Some other troubleshooting tips:

1) Try in Firefox safe mode: may be the problem comes from an add-on or a plug-in (some plug-ins are not installed in the Linux Firefox version...)

If the problem disappear you near to find the culprit: a plugin or add-on

2) Try with another Firefox Profile

If the problem disappear this way just create a new profile and transfers your old profile informations to the new (check in the Ff help)

3) Try with another Windows user account

If the problem disappear at this stage, there's some setup or parameter of your profile in cause. (A security utility or some "eyes candy setup" for example...)

4) Try in Windows safe mode

If the problem disappear here, it's probably not an hardware problem (beware: this is not always true: say at 75%...)
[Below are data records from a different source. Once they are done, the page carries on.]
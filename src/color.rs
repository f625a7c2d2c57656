//! Color specifications for rendered QR images

use crate::error::{Error, Result};
use image::Rgb;
use serde::{Deserialize, Serialize};
use std::fmt;
use std::str::FromStr;

const NAMED: &[(&str, [u8; 3])] = &[
    ("black", [0, 0, 0]),
    ("white", [255, 255, 255]),
    ("red", [255, 0, 0]),
    ("green", [0, 128, 0]),
    ("lime", [0, 255, 0]),
    ("blue", [0, 0, 255]),
    ("yellow", [255, 255, 0]),
    ("cyan", [0, 255, 255]),
    ("aqua", [0, 255, 255]),
    ("magenta", [255, 0, 255]),
    ("fuchsia", [255, 0, 255]),
    ("gray", [128, 128, 128]),
    ("grey", [128, 128, 128]),
    ("silver", [192, 192, 192]),
    ("maroon", [128, 0, 0]),
    ("olive", [128, 128, 0]),
    ("purple", [128, 0, 128]),
    ("teal", [0, 128, 128]),
    ("navy", [0, 0, 128]),
    ("orange", [255, 165, 0]),
    ("brown", [165, 42, 42]),
    ("pink", [255, 192, 203]),
];

/// A color as written in configuration (`red`, `#ff0000`, `#f00`) together
/// with its resolved RGB value.
#[derive(Debug, Clone, PartialEq, Eq, Serialize, Deserialize)]
#[serde(try_from = "String", into = "String")]
pub struct Color {
    spec: String,
    rgb: [u8; 3],
}

impl Color {
    /// Parse a color name or hex triplet.
    pub fn parse(spec: &str) -> Result<Self> {
        let trimmed = spec.trim();
        let rgb = match trimmed.strip_prefix('#') {
            Some(hex) => parse_hex(hex),
            None => {
                let lower = trimmed.to_ascii_lowercase();
                NAMED
                    .iter()
                    .find(|(name, _)| *name == lower)
                    .map(|(_, rgb)| *rgb)
            }
        }
        .ok_or_else(|| Error::Color(spec.to_string()))?;

        Ok(Self {
            spec: trimmed.to_string(),
            rgb,
        })
    }

    pub(crate) fn from_parts(spec: &str, rgb: [u8; 3]) -> Self {
        Self {
            spec: spec.to_string(),
            rgb,
        }
    }

    /// Color as an `image` pixel
    pub fn to_rgb(&self) -> Rgb<u8> {
        Rgb(self.rgb)
    }

    /// The original textual specification
    pub fn as_str(&self) -> &str {
        &self.spec
    }
}

fn parse_hex(hex: &str) -> Option<[u8; 3]> {
    if !hex.bytes().all(|b| b.is_ascii_hexdigit()) {
        return None;
    }
    match hex.len() {
        3 => {
            let mut out = [0u8; 3];
            for (slot, ch) in out.iter_mut().zip(hex.chars()) {
                let v = ch.to_digit(16)? as u8;
                *slot = v * 17;
            }
            Some(out)
        }
        6 => {
            let mut out = [0u8; 3];
            for (i, slot) in out.iter_mut().enumerate() {
                *slot = u8::from_str_radix(&hex[i * 2..i * 2 + 2], 16).ok()?;
            }
            Some(out)
        }
        _ => None,
    }
}

impl FromStr for Color {
    type Err = Error;

    fn from_str(value: &str) -> Result<Self> {
        Self::parse(value)
    }
}

impl TryFrom<String> for Color {
    type Error = Error;

    fn try_from(value: String) -> Result<Self> {
        Self::parse(&value)
    }
}

impl From<Color> for String {
    fn from(color: Color) -> Self {
        color.spec
    }
}

impl fmt::Display for Color {
    fn fmt(&self, f: &mut fmt::Formatter<'_>) -> fmt::Result {
        f.write_str(&self.spec)
    }
}

#[cfg(test)]
mod tests {
    use super::*;

    #[test]
    fn named_colors_are_case_insensitive() {
        assert_eq!(Color::parse("Red").unwrap().to_rgb(), Rgb([255, 0, 0]));
        assert_eq!(Color::parse("WHITE").unwrap().to_rgb(), Rgb([255, 255, 255]));
        assert_eq!(Color::parse("yellow").unwrap().to_rgb(), Rgb([255, 255, 0]));
    }

    #[test]
    fn hex_colors() {
        assert_eq!(Color::parse("#1a2B3c").unwrap().to_rgb(), Rgb([0x1a, 0x2b, 0x3c]));
        assert_eq!(Color::parse("#f80").unwrap().to_rgb(), Rgb([0xff, 0x88, 0x00]));
    }

    #[test]
    fn keeps_original_spelling() {
        let color = Color::parse(" Blue ").unwrap();
        assert_eq!(color.as_str(), "Blue");
        assert_eq!(color.to_string(), "Blue");
    }

    #[test]
    fn rejects_unknown() {
        assert!(matches!(Color::parse("chartreuse-ish"), Err(Error::Color(_))));
        assert!(Color::parse("#12").is_err());
        assert!(Color::parse("#gggggg").is_err());
        assert!(Color::parse("").is_err());
    }
}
How to delete a Firefox plug-in (not only disable) if needed.

In Firefox about:config set the plugin.expose_full_path parameter to TRUE

In Firefox in about:plugins you'll have the full address of the installed plugins

If a disabled plugin (in safe mode or otherwise) is suspected it's possible to delete the plugin (if needed) by deleting the file related to this plug-in (a "dll" for example...).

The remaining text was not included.